If following Christ requires us to offer ourselves as living sacrifices to each other, we ought to do good to one another — not just out of a love for God, but also for the sake of putting others ahead of ourselves. Being kind to one another does not require us to compromise our values or our love for God, but much rather means respecting others without expecting them to submit to our beliefs. When any of our neighbors experience a loss, we should be standing in solidarity with them.

Do we ever stop thinking about our friends and family after they pass away? I like to believe that, after I die, I will get to see all my deceased relatives and friends once again. As a former Evangelical, I once believed that prayers for the dead were utterly pointless, as most would point out from the Bible that people are destined to die once and then face judgement (Hebrews 9:27). But one of the reasons why I’ve embraced praying for those who have died is because it really isn’t anyone’s job on earth to determine the final destination of any deceased person, Christian or not. If God is all-knowing, all-powerful and omnipresent, why wouldn’t He hear my prayers for the dead? Wouldn’t He know their hearts better than we know our own? If we are limited to what we can pray for, then wouldn’t this render God to be limited as well? C.S. Lewis, an Anglican-Protestant apologist had a surprisingly Catholic perspective on this particular subject,

“If, as I can’t help suspecting, the dead also feel the pains of separation (and this may be one of their pugatorial sufferings), then for both lovers, and for all pairs of lovers without exception, bereavement is a universal and integral part of our experience of love.”
A Grief Observed, chapter 1

“Of course I pray for the dead. The action is so spontaneous, so all but inevitable, that only the most compulsive theological case against it would deter me. And I hardly know how the rest of my prayers would survive if those for the dead were forbidden. At our age the majority of those we love best are dead. What sort of intercourse with God could I have if what I love best were unmentionable to Him?”
Letters To Malcolm: Chiefly on Prayer, chapter 20

One of the things I wanted to point out in this article is how, despite our differences in worldviews, we all share a common humanity. We were all conceived in our mother’s wombs, born into this world as infants, and we will all leave the world whenever our time is due. At the beginning of Lent on Ash Wednesday, people are usually marked with the ashes of blessed palms on their foreheads as a reminder of this profound truth. We are formed from the dust of the earth, and to dust we will return.

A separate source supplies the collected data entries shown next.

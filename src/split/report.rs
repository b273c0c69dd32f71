//! Split report types and terminal formatting.

use serde::Serialize;
use std::fmt;
use std::path::PathBuf;

use super::{Split, SplitPlan, SplitRatios};
use crate::dataset::SkippedRecord;

/// The result of planning (and optionally executing) a split.
#[derive(Clone, Debug, Serialize)]
pub struct SplitReport {
    /// Source directory that was scanned.
    pub source: PathBuf,

    /// Destination root for the split tree.
    pub dest: PathBuf,

    /// Detected or forced source layout name.
    pub layout: String,

    /// Where class names came from.
    pub label_source: String,

    /// Fractions the plan was built with.
    pub ratios: SplitRatios,

    /// Seed used for the shuffle, when one was given.
    pub seed: Option<u64>,

    /// True when no files were copied.
    pub dry_run: bool,

    /// Per-class assignment counts, in label order.
    pub classes: Vec<ClassCounts>,

    /// Counts summed over all classes.
    pub totals: SplitCounts,

    /// Records the scan excluded, with reasons.
    pub skipped: Vec<SkippedRecord>,

    /// Files actually copied; `None` for a dry run.
    pub files_copied: Option<usize>,
}

/// Assignment counts for one class.
#[derive(Clone, Debug, Serialize)]
pub struct ClassCounts {
    /// The class label.
    pub label: String,
    pub train: usize,
    pub val: usize,
    pub test: usize,
    pub total: usize,
}

impl ClassCounts {
    /// Per-class counts for every class in the plan, in label order.
    pub fn from_plan(plan: &SplitPlan) -> Vec<Self> {
        plan.classes
            .iter()
            .map(|(label, assignment)| Self {
                label: label.as_str().to_string(),
                train: assignment.train.len(),
                val: assignment.val.len(),
                test: assignment.test.len(),
                total: assignment.total(),
            })
            .collect()
    }
}

/// Counts summed over all classes.
#[derive(Clone, Copy, Debug, Default, Serialize)]
pub struct SplitCounts {
    pub train: usize,
    pub val: usize,
    pub test: usize,
    pub total: usize,
}

impl SplitCounts {
    /// Totals for the whole plan.
    pub fn from_plan(plan: &SplitPlan) -> Self {
        Self {
            train: plan.split_count(Split::Train),
            val: plan.split_count(Split::Val),
            test: plan.split_count(Split::Test),
            total: plan.record_count(),
        }
    }
}

impl fmt::Display for SplitReport {
    fn fmt(&self, f: &mut fmt::Formatter<'_>) -> fmt::Result {
        writeln!(
            f,
            "Split summary for {} -> {}",
            self.source.display(),
            self.dest.display()
        )?;
        writeln!(
            f,
            "  layout: {}    classes: {}",
            self.layout, self.label_source
        )?;

        let seed_display = match self.seed {
            Some(seed) => seed.to_string(),
            None => "none".to_string(),
        };
        writeln!(
            f,
            "  ratios: train {:.2} / val {:.2} / test {:.2}    seed: {}",
            self.ratios.train,
            self.ratios.val,
            self.ratios.test(),
            seed_display
        )?;
        writeln!(f)?;

        writeln!(
            f,
            "  {:<32} {:>7} {:>8} {:>8} {:>8}",
            "class", "total", "train", "val", "test"
        )?;
        writeln!(f, "  {}", "─".repeat(67))?;

        for class in &self.classes {
            writeln!(
                f,
                "  {:<32} {:>7} {:>8} {:>8} {:>8}",
                truncate_label(&class.label, 32),
                format_number(class.total),
                format_number(class.train),
                format_number(class.val),
                format_number(class.test)
            )?;
        }

        writeln!(
            f,
            "  {:<32} {:>7} {:>8} {:>8} {:>8}",
            "(total)",
            format_number(self.totals.total),
            format_number(self.totals.train),
            format_number(self.totals.val),
            format_number(self.totals.test)
        )?;

        if !self.skipped.is_empty() {
            writeln!(f)?;
            writeln!(f, "  skipped {} record(s):", self.skipped.len())?;
            for skip in &self.skipped {
                writeln!(f, "    - {}: {}", skip.path.display(), skip.reason)?;
            }
        }

        writeln!(f)?;
        match self.files_copied {
            Some(count) => writeln!(
                f,
                "  copied {} file(s) into {}",
                format_number(count),
                self.dest.display()
            )?,
            None => writeln!(f, "  dry run: nothing copied")?,
        }

        Ok(())
    }
}

/// Format a number with thousands separators.
fn format_number(n: usize) -> String {
    let s = n.to_string();
    let mut result = String::new();
    for (i, c) in s.chars().rev().enumerate() {
        if i > 0 && i % 3 == 0 {
            result.push(',');
        }
        result.push(c);
    }
    result.chars().rev().collect()
}

/// Truncate a label to fit in the display column.
fn truncate_label(label: &str, max_len: usize) -> String {
    if label.chars().count() <= max_len {
        label.to_string()
    } else {
        let kept: String = label.chars().take(max_len - 1).collect();
        format!("{kept}…")
    }
}
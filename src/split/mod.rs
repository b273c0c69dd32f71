//! Stratified split planning and execution.
//!
//! Planning shuffles each class independently and carves the shuffled list
//! into train/val/test by index thresholds, so every class contributes to
//! every subset in the requested proportions. Execution copies the planned
//! records into a `<split>/<class>/` tree without touching the source.

mod report;

pub use report::{ClassCounts, SplitCounts, SplitReport};

use rand::seq::SliceRandom;
use rand::{rngs::StdRng, Rng, SeedableRng};
use std::collections::BTreeMap;
use std::fmt;
use std::fs;
use std::path::Path;

use serde::Serialize;
use tracing::info;

use crate::dataset::{ClassGrouping, ClassLabel, ImageRecord};
use crate::error::TrifoldError;

/// Default fraction of each class assigned to train.
pub const DEFAULT_TRAIN_FRACTION: f64 = 0.8;

/// Default fraction of each class assigned to val.
pub const DEFAULT_VAL_FRACTION: f64 = 0.1;

/// One of the three output subsets.
#[derive(Clone, Copy, Debug, PartialEq, Eq, PartialOrd, Ord, Hash, Serialize)]
#[serde(rename_all = "lowercase")]
pub enum Split {
    Train,
    Val,
    Test,
}

impl Split {
    /// All splits in output order.
    pub const ALL: [Split; 3] = [Split::Train, Split::Val, Split::Test];

    /// Directory name for this split in the output tree.
    pub fn dir_name(&self) -> &'static str {
        match self {
            Split::Train => "train",
            Split::Val => "val",
            Split::Test => "test",
        }
    }
}

impl fmt::Display for Split {
    fn fmt(&self, f: &mut fmt::Formatter<'_>) -> fmt::Result {
        write!(f, "{}", self.dir_name())
    }
}

/// Per-class fractions for train and val; test takes the remainder.
#[derive(Clone, Copy, Debug, Serialize)]
pub struct SplitRatios {
    pub train: f64,
    pub val: f64,
}

impl Default for SplitRatios {
    fn default() -> Self {
        Self {
            train: DEFAULT_TRAIN_FRACTION,
            val: DEFAULT_VAL_FRACTION,
        }
    }
}

impl SplitRatios {
    /// The implied test fraction.
    pub fn test(&self) -> f64 {
        (1.0 - self.train - self.val).max(0.0)
    }
}

/// Split planning options.
#[derive(Clone, Debug, Default)]
pub struct SplitOptions {
    pub ratios: SplitRatios,
    pub seed: Option<u64>,
}

/// Validate split options before planning.
pub fn validate_split_options(opts: &SplitOptions) -> Result<(), TrifoldError> {
    for (name, fraction) in [("--train", opts.ratios.train), ("--val", opts.ratios.val)] {
        if !fraction.is_finite() || !(0.0..=1.0).contains(&fraction) {
            return Err(TrifoldError::InvalidSplitFractions {
                message: format!("{name} must be in the interval [0.0, 1.0]"),
            });
        }
    }

    if opts.ratios.train + opts.ratios.val > 1.0 {
        return Err(TrifoldError::InvalidSplitFractions {
            message: "--train and --val must not sum to more than 1.0".to_string(),
        });
    }

    Ok(())
}

/// Records of one class assigned to their splits.
#[derive(Clone, Debug, Default)]
pub struct ClassAssignment {
    pub train: Vec<ImageRecord>,
    pub val: Vec<ImageRecord>,
    pub test: Vec<ImageRecord>,
}

impl ClassAssignment {
    /// Records assigned to the given split.
    pub fn records(&self, split: Split) -> &[ImageRecord] {
        match split {
            Split::Train => &self.train,
            Split::Val => &self.val,
            Split::Test => &self.test,
        }
    }

    /// Total records across all three splits.
    pub fn total(&self) -> usize {
        self.train.len() + self.val.len() + self.test.len()
    }
}

/// A complete split assignment, per class.
#[derive(Clone, Debug, Default)]
pub struct SplitPlan {
    /// Assignments per class, in label order.
    pub classes: BTreeMap<ClassLabel, ClassAssignment>,
}

impl SplitPlan {
    /// Total records across all classes and splits.
    pub fn record_count(&self) -> usize {
        self.classes.values().map(ClassAssignment::total).sum()
    }

    /// Total records assigned to the given split.
    pub fn split_count(&self, split: Split) -> usize {
        self.classes
            .values()
            .map(|assignment| assignment.records(split).len())
            .sum()
    }
}

/// Plan a stratified split of the grouping.
///
/// Each class is shuffled independently. With `n` records in a class,
/// `floor(train * n)` go to train and `floor(val * n)` to val; whatever
/// remains goes to test. The truncation means test absorbs the rounding
/// remainder, so a five-record class at the default ratios lands as
/// 4 train / 0 val / 1 test.
///
/// Without a seed every run shuffles differently; pass a seed to make the
/// assignment reproducible.
pub fn plan_split(grouping: ClassGrouping, opts: &SplitOptions) -> Result<SplitPlan, TrifoldError> {
    validate_split_options(opts)?;

    let mut plan = SplitPlan::default();

    if let Some(seed) = opts.seed {
        let mut rng = StdRng::seed_from_u64(seed);
        fill_plan(&mut plan, grouping, opts.ratios, &mut rng);
    } else {
        let mut rng = rand::rng();
        fill_plan(&mut plan, grouping, opts.ratios, &mut rng);
    }

    Ok(plan)
}

fn fill_plan<R: Rng + ?Sized>(
    plan: &mut SplitPlan,
    grouping: ClassGrouping,
    ratios: SplitRatios,
    rng: &mut R,
) {
    for (label, mut records) in grouping.groups {
        records.shuffle(rng);

        let n = records.len();
        let n_train = (ratios.train * n as f64).floor() as usize;
        let n_val = (ratios.val * n as f64).floor() as usize;

        let mut assignment = ClassAssignment::default();
        for (index, record) in records.into_iter().enumerate() {
            if index < n_train {
                assignment.train.push(record);
            } else if index < n_train + n_val {
                assignment.val.push(record);
            } else {
                assignment.test.push(record);
            }
        }

        plan.classes.insert(label, assignment);
    }
}

/// How many files `write_split_tree` copied.
#[derive(Clone, Copy, Debug, Default, Serialize)]
pub struct CopySummary {
    pub files_copied: usize,
}

/// Copy a planned split into `dest_root` as `<split>/<class>/<file>`.
///
/// All split and class directories are created up front, then records are
/// copied one by one. Sources are never modified or removed. The first copy
/// failure aborts with an error; files already copied stay where they are.
pub fn write_split_tree(plan: &SplitPlan, dest_root: &Path) -> Result<CopySummary, TrifoldError> {
    for split in Split::ALL {
        for label in plan.classes.keys() {
            let dir = dest_root.join(split.dir_name()).join(label.as_str());
            fs::create_dir_all(&dir).map_err(TrifoldError::Io)?;
        }
    }

    let mut files_copied = 0;
    for (label, assignment) in &plan.classes {
        for split in Split::ALL {
            for record in assignment.records(split) {
                let dest = dest_root
                    .join(split.dir_name())
                    .join(label.as_str())
                    .join(&record.file_name);

                fs::copy(&record.path, &dest).map_err(|source| TrifoldError::CopyFailed {
                    src: record.path.clone(),
                    dest: dest.clone(),
                    source,
                })?;
                files_copied += 1;
            }
        }
    }

    info!(
        "copied {} file(s) into {}",
        files_copied,
        dest_root.display()
    );

    Ok(CopySummary { files_copied })
}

People are more valuable than ideology. This doesn’t mean we ought to disregard our religious beliefs to appeal to the masses, but sometimes sweating over the little details is not worth ruining relationships over. We ought to do good to everyone unconditionally — and if that leads more people to love Jesus by doing so, then fantastic! Having a relationship with Christ should mean loving our neighbors as well as our enemies. But if it involves valuing the rules more than we value people, then I would say it’s not an authentic relationship. This is where I understand why so many people have a huge disdain towards religion, and rightfully so.

We ought to love and be kind to one another, not because of whether or not we will suffer eternal consequences if we don’t, but because putting others ahead of ourselves is the most human and Christlike thing we can do.

Our time on earth is fleeting, and how we treat others is how we will be remembered. So, in turn, we must remember that death is always waiting.